Dataset items
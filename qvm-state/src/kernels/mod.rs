//! In-place gate-application kernels
//!
//! Every kernel is a single read-then-write pass over the amplitude slice.
//! The generic 2×2 and 4×4 paths have rayon-parallel variants used above a
//! caller-supplied threshold; the specialized controlled paths are swap- or
//! phase-only and stay sequential because they are memory-bound.
//!
//! Basis convention: qubit k is bit k of the basis index (qubit 0 is the
//! least-significant bit).

pub mod controlled;
pub mod single_qubit;
pub mod two_qubit;

pub use controlled::{
    apply_cnot, apply_controlled_u, apply_cz, apply_fredkin, apply_swap, apply_toffoli,
};
pub use single_qubit::apply_single_qubit_gate;
pub use two_qubit::apply_two_qubit_gate;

INSTRUCTIONS FOR THE TASK :: Every record above must be printed again exactly as it stands.

ANSWER TO THIS TASK ::
filename qvm-state/src/kernels/mod.rs
//! In-place gate-application kernels
//!
//! Every kernel is a single read-then-write pass over the amplitude slice.
//! The generic 2×2 and 4×4 paths have rayon-parallel variants used above a
//! caller-supplied threshold; the specialized controlled paths are swap- or
//! phase-only and stay sequential because they are memory-bound.
//!
//! Basis convention: qubit k is bit k of the basis index (qubit 0 is the
//! least-significant bit).

pub mod controlled;
pub mod single_qubit;
pub mod two_qubit;

pub use controlled::{
    apply_cnot, apply_controlled_u, apply_cz, apply_fredkin, apply_swap, apply_toffoli,
};
pub use single_qubit::apply_single_qubit_gate;
pub use two_qubit::apply_two_qubit_gate;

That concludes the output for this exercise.